Data entries
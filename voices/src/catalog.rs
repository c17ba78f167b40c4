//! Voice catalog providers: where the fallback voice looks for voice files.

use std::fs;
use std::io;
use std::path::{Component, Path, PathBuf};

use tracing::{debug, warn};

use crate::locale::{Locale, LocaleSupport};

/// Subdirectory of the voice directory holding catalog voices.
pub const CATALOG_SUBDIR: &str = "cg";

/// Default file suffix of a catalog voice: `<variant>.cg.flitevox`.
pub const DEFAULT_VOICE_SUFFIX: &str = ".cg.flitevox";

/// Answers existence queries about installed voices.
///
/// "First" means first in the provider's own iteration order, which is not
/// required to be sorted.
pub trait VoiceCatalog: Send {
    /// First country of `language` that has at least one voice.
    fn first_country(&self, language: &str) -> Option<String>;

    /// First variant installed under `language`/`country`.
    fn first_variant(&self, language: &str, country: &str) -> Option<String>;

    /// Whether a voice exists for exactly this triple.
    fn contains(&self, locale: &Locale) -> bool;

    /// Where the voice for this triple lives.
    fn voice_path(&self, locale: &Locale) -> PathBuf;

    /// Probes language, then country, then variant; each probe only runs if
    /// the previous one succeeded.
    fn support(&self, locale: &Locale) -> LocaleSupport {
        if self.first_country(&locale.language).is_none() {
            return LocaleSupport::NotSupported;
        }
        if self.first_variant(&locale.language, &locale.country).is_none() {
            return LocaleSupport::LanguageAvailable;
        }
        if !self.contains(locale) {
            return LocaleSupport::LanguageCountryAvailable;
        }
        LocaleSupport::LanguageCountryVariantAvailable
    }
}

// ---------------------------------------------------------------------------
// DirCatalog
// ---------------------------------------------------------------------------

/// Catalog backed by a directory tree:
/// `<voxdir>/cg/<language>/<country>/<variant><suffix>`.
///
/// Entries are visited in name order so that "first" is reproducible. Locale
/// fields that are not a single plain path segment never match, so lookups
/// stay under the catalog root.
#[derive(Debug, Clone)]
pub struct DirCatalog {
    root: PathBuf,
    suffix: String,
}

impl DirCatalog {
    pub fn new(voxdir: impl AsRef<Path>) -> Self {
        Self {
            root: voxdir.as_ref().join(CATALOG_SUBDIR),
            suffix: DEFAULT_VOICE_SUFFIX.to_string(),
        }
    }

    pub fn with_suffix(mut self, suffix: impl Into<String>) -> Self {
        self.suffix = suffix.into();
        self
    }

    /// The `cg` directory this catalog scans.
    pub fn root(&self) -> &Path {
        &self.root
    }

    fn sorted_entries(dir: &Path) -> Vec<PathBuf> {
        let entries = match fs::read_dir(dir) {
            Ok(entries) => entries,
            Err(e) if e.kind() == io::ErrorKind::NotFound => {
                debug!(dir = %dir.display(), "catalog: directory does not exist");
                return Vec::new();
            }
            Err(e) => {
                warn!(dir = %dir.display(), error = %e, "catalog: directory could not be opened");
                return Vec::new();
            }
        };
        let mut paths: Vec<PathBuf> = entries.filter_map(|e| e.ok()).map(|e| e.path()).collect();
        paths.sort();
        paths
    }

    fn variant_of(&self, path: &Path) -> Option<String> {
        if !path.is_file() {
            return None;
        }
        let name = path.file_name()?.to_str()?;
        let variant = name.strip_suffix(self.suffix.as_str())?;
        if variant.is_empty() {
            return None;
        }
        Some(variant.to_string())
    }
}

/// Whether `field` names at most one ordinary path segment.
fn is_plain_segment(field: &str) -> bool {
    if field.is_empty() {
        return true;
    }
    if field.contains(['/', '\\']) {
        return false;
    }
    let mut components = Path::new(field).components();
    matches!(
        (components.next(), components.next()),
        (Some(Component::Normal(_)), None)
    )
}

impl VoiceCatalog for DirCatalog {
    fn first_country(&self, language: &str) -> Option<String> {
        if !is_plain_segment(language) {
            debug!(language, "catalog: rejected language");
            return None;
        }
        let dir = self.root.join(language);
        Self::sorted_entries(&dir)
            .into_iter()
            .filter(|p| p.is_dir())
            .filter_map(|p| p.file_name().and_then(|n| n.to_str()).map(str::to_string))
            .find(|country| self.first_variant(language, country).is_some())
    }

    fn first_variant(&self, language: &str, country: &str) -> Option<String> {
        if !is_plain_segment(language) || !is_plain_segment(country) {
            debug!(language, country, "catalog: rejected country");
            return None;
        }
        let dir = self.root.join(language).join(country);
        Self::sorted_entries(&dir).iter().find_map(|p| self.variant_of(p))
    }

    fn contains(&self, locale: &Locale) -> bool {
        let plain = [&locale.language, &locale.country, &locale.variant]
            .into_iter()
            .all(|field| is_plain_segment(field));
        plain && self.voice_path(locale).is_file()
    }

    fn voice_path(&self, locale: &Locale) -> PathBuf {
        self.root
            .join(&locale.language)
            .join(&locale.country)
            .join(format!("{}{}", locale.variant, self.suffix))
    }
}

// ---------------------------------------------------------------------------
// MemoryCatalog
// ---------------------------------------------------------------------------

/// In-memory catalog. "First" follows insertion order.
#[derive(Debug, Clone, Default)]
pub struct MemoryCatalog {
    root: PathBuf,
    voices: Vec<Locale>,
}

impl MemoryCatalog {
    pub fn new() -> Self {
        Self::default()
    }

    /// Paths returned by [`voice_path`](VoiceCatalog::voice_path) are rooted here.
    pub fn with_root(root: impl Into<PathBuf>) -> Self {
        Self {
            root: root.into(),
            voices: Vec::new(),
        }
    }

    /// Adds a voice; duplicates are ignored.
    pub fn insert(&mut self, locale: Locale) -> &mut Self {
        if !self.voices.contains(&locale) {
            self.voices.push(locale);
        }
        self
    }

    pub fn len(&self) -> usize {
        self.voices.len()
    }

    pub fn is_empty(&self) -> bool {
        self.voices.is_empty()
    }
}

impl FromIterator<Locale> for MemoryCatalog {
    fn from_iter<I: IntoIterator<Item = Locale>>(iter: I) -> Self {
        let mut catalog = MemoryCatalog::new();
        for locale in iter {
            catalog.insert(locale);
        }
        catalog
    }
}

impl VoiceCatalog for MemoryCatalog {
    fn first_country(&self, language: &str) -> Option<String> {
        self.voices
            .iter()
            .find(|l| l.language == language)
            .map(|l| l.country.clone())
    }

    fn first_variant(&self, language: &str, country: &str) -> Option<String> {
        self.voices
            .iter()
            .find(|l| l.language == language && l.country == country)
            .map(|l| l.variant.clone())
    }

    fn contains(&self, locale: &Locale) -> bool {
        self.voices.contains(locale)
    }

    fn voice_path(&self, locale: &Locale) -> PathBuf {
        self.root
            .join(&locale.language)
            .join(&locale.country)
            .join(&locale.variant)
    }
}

Exercise prompt. Pull each line containing the word "that" out of the data above.

Answer section.
    /// First country of `language` that has at least one voice.
/// Entries are visited in name order so that "first" is reproducible. Locale
/// fields that are not a single plain path segment never match, so lookups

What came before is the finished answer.